Extracted material Start Marker
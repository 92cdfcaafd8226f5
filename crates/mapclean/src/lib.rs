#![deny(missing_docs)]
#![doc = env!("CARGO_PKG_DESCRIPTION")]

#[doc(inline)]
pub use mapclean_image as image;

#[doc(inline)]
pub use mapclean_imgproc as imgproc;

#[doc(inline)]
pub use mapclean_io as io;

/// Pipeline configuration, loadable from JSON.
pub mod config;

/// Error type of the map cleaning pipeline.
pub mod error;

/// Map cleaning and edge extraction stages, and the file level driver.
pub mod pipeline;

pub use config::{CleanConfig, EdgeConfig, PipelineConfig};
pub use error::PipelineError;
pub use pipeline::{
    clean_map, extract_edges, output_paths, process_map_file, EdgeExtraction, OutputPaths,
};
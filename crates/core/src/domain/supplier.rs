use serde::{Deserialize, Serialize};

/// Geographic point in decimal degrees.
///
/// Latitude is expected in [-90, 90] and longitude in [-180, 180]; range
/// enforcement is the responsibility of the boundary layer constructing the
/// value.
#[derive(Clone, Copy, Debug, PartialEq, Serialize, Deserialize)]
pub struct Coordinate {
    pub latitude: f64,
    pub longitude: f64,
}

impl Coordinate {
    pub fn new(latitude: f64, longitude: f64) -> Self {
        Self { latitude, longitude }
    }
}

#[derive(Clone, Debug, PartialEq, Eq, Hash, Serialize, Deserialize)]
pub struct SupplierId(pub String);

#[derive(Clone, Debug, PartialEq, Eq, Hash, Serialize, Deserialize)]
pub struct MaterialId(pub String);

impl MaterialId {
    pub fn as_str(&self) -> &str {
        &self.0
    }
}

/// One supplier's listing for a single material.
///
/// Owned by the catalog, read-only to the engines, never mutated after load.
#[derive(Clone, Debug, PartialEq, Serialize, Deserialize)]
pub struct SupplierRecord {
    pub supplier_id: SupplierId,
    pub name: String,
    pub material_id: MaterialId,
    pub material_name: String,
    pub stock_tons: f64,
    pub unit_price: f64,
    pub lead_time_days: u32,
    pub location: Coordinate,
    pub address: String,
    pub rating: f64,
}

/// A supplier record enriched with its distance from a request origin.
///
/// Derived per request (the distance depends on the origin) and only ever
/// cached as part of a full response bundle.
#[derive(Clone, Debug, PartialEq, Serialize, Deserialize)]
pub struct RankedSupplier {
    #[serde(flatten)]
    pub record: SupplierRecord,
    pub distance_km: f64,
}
Extracted material End Marker
Extracted material Start Marker
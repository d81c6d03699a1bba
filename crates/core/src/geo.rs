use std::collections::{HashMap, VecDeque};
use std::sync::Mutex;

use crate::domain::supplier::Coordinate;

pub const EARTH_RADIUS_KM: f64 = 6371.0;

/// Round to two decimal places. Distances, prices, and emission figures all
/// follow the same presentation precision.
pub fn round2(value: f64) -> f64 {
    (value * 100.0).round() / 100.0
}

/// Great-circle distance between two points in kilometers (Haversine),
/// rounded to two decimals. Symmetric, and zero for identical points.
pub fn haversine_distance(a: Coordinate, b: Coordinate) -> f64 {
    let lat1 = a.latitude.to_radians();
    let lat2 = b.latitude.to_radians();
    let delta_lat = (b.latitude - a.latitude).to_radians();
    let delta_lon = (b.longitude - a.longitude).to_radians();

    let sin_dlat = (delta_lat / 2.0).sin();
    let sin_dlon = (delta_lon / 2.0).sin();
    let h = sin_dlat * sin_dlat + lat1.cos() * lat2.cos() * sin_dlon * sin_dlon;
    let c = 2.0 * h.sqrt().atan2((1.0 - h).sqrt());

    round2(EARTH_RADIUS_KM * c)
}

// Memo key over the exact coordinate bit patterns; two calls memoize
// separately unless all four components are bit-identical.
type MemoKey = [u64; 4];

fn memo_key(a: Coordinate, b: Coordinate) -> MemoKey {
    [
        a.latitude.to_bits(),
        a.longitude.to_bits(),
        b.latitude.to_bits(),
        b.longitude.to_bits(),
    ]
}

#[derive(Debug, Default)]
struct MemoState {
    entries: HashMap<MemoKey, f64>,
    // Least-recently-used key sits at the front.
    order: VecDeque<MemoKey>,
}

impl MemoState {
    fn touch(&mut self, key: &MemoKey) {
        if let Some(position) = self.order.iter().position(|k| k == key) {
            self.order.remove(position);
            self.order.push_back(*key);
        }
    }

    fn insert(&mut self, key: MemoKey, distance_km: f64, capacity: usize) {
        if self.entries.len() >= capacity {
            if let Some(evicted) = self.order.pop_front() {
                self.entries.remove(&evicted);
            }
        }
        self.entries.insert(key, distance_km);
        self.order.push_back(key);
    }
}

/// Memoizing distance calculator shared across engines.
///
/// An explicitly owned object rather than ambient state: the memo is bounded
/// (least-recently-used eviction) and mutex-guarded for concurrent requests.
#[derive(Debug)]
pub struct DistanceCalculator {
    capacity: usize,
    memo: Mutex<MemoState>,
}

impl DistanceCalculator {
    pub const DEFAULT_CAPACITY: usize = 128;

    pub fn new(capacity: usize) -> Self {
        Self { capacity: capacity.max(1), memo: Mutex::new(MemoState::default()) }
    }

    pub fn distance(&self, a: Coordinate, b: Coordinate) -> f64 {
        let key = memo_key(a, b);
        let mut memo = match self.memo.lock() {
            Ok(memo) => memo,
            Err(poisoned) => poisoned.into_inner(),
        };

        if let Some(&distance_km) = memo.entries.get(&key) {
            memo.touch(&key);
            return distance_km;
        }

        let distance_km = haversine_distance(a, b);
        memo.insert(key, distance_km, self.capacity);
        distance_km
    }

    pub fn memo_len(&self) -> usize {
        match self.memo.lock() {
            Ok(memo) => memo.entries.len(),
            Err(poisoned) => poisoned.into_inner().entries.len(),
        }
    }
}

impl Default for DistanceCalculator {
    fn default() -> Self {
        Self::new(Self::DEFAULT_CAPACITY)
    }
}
Extracted material End Marker
Task details — For each line above that contains the word "origin", give the line as it is written.

Expected output —
/// A supplier record enriched with its distance from a request origin.
/// Derived per request (the distance depends on the origin) and only ever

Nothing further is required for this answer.